- ABOUT THIS TASK -
Locate the lines of the listing below that hold "rows", then copy each of them.

== Segment start ==

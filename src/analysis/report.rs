//! Stability Report
//!
//! Bundles every local-stability quantity of a model at one biomass vector into a single
//! serializable value, which can be written to JSON with [`save_report`](crate::io::save_report).

use log::{info, warn};
use ndarray::Array2;
use serde::{Deserialize, Serialize};

use crate::model::EcologicalModel;

use super::{
    error::AnalysisError,
    jacobian::jacobian_at,
    keystone::keystoneness_from_sensitivity,
    metrics::{reactivity, resilience},
    sensitivity::{interaction_matrix, sensitivity_from_interaction},
};

/// Local stability summary of a model at a biomass vector.
///
/// Matrices are stored row by row. When the interaction matrix is singular, the sensitivity
/// matrix and keystoneness are `None` and the remaining fields are still filled in.
#[derive(Debug, Clone, PartialEq, Serialize, Deserialize)]
pub struct StabilityReport {
    pub biomass: Vec<f64>,
    pub resilience: f64,
    pub reactivity: f64,
    pub jacobian: Vec<Vec<f64>>,
    pub interaction_matrix: Vec<Vec<f64>>,
    pub sensitivity_matrix: Option<Vec<Vec<f64>>>,
    pub keystoneness: Option<Vec<f64>>,
}

impl StabilityReport {
    /// Computes the report for `model` at `biomass`.
    ///
    /// # Arguments
    ///
    /// * `model` - The ecological model
    /// * `biomass` - Biomass vector, usually an equilibrium
    ///
    /// # Returns
    ///
    /// The report, or the first error other than a singular interaction matrix.
    pub fn compute<M: EcologicalModel>(model: &M, biomass: &[f64]) -> Result<Self, AnalysisError> {
        let jacobian = jacobian_at(model, biomass)?;
        let resilience = resilience(&jacobian)?;
        let reactivity = reactivity(&jacobian)?;
        let interaction = interaction_matrix(model, biomass)?;

        let (sensitivity, keystoneness) = match sensitivity_from_interaction(&interaction) {
            Ok(sensitivity) => {
                let keystoneness = keystoneness_from_sensitivity(&sensitivity)?;
                (Some(rows(&sensitivity)), Some(keystoneness.to_vec()))
            }
            Err(err) if err.is_singular() => {
                warn!("Skipping sensitivity analysis: {err}");
                (None, None)
            }
            Err(err) => return Err(err),
        };

        info!("Resilience: {resilience:.6}, reactivity: {reactivity:.6}");

        Ok(Self {
            biomass: biomass.to_vec(),
            resilience,
            reactivity,
            jacobian: rows(&jacobian),
            interaction_matrix: rows(&interaction),
            sensitivity_matrix: sensitivity,
            keystoneness,
        })
    }

    /// Returns true if the equilibrium is locally asymptotically stable.
    pub fn is_stable(&self) -> bool {
        self.resilience < 0.0
    }

    /// Returns true if a pulse disturbance can be transiently amplified.
    pub fn is_reactive(&self) -> bool {
        self.reactivity > 0.0
    }
}

fn rows(matrix: &Array2<f64>) -> Vec<Vec<f64>> {
    matrix.rows().into_iter().map(|row| row.to_vec()).collect()
}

== Segment end ==

- SOLVED PROBLEM -
                (Some(rows(&sensitivity)), Some(keystoneness.to_vec()))
            jacobian: rows(&jacobian),
            interaction_matrix: rows(&interaction),
fn rows(matrix: &Array2<f64>) -> Vec<Vec<f64>> {
    matrix.rows().into_iter().map(|row| row.to_vec()).collect()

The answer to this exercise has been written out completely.